CAQH ProView is the centralized credentialing database that most health plans and hospitals use as their primary source for provider background data. Licenses, DEA registrations, malpractice history, work history, hospital affiliations — all of it lives in CAQH, and most credentialing workflows start there. When CAQH data is current and complete, credentialing moves efficiently. When it's stale, everything downstream slows down.
CAQH requires providers to re-attest their information every 120 days. If a provider doesn't re-attest within that window, their profile gets flagged as inactive. Inactive profiles can't be used for credentialing without the provider first reactivating and updating them — which requires the provider to take action, and providers who are busy do not always prioritize this quickly.
How stale CAQH kills credentialing timelines
Here is the sequence that plays out in builds without an active CAQH management program:
Contracting executes a contract with a provider in month three of the build. The credentialing team opens a file for that provider and requests their CAQH profile. The profile is inactive — it has not been attested in seven months. The credentialing coordinator sends a notice to the provider asking them to re-attest. The provider is busy and doesn't respond for two weeks. The coordinator sends a follow-up. The provider re-attests in week three, but some of the information is out of date because their license renewed in the interim and they forgot to update it. Another week to fix the deficiencies.
Four weeks have been spent on administrative follow-up that could have been avoided if the provider's CAQH profile had been current before contracting started. Multiply that across 30 contracted providers and you have a meaningful portion of your credentialing timeline consumed by CAQH chase work.
The pre-contracting CAQH check
One of the easiest things a contracting team can do to accelerate the overall build timeline is run a CAQH profile check on every provider before they enter contract negotiation — not during credentialing, but before the contract conversation. If a provider's CAQH profile is inactive or significantly out of date, flag it during the contracting outreach and ask the provider to update it. Providers who are engaged in a contract conversation are more motivated to act on administrative requests than providers who receive a cold outreach from a credentialing department they have not interacted with.

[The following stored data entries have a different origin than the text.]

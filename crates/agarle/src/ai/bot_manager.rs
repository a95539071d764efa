use std::collections::BTreeMap;

use super::BotPolicy;
use crate::action::Action;
use crate::entity::Pid;
use crate::world::GameView;

/// Bot manager: one policy per bot-controlled player.
#[derive(Default)]
pub struct BotManager {
    bots: BTreeMap<Pid, Box<dyn BotPolicy>>,
}

impl BotManager {
    pub fn new() -> Self {
        Self::default()
    }

    /// Attach a policy to a player, replacing any previous one.
    pub fn add_bot(&mut self, pid: Pid, policy: Box<dyn BotPolicy>) {
        self.bots.insert(pid, policy);
    }

    #[inline]
    pub fn contains(&self, pid: Pid) -> bool {
        self.bots.contains_key(&pid)
    }

    #[inline]
    pub fn len(&self) -> usize {
        self.bots.len()
    }

    #[inline]
    pub fn is_empty(&self) -> bool {
        self.bots.is_empty()
    }

    /// Bot pids in ascending order.
    pub fn pids(&self) -> impl Iterator<Item = Pid> + '_ {
        self.bots.keys().copied()
    }

    /// Ask every bot with a live player for its next action, in pid order.
    pub fn decide_all(&mut self, view: &GameView<'_>) -> Vec<(Pid, Action)> {
        let mut actions = Vec::with_capacity(self.bots.len());
        for (&pid, bot) in &mut self.bots {
            if view.player(pid).is_some_and(|p| !p.is_dead()) {
                actions.push((pid, bot.decide(view, pid)));
            }
        }
        actions
    }

    pub fn reset(&mut self) {
        for bot in self.bots.values_mut() {
            bot.reset();
        }
    }
}

impl std::fmt::Debug for BotManager {
    fn fmt(&self, f: &mut std::fmt::Formatter<'_>) -> std::fmt::Result {
        f.debug_struct("BotManager")
            .field("bots", &self.bots.keys().collect::<Vec<_>>())
            .finish()
    }
}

This doesn't require any special access — you can check CAQH profile status through your plan's CAQH access credentials without pulling the full file. The check takes two minutes per provider. Done at the start of the outreach relationship, it saves weeks at the end of the credentialing workflow.
Building a CAQH maintenance calendar for your network
For an existing network, CAQH maintenance is a calendar problem. Every provider in your network has a CAQH profile with a re-attestation schedule. You should know, at any given time, which providers have re-attestations coming due in the next 60 days — and you should have a workflow for following up with providers who miss their re-attestation window before they hit inactive status.
- Export the re-attestation dates from your CAQH roster quarterly.
- Flag anyone due for re-attestation within 60 days.
- Send a courtesy notice 45 days out, a reminder 15 days out, and an escalation notice when they go past-due.
- Track response rates and escalate to a provider relations outreach for providers who consistently miss their attestation window.
This is not complex. It is largely administrative. The problem is that most organizations don't have anyone explicitly assigned to own this function — it falls in the gap between the credentialing team (who manages new files) and the network management team (who manages contracts).
CAQH maintenance isn't a credentialing function. It isn't a provider relations function. It's a network operations function — and if nobody owns it, nobody does it.
The recredentialing connection
NCQA standards require health plans to recredential participating providers every three years. Recredentialing workflows depend heavily on CAQH — a current CAQH profile makes recredentialing significantly faster. If you have been letting CAQH hygiene slide, your three-year recredentialing cycle will surface the problem in bulk: a large cohort of providers with stale profiles, all hitting your credentialing capacity at the same time.
A good CAQH maintenance program is the best preparation for a smooth recredentialing cycle. Keep the profiles current on an ongoing basis and the three-year review becomes an administrative confirmation rather than a remediation effort.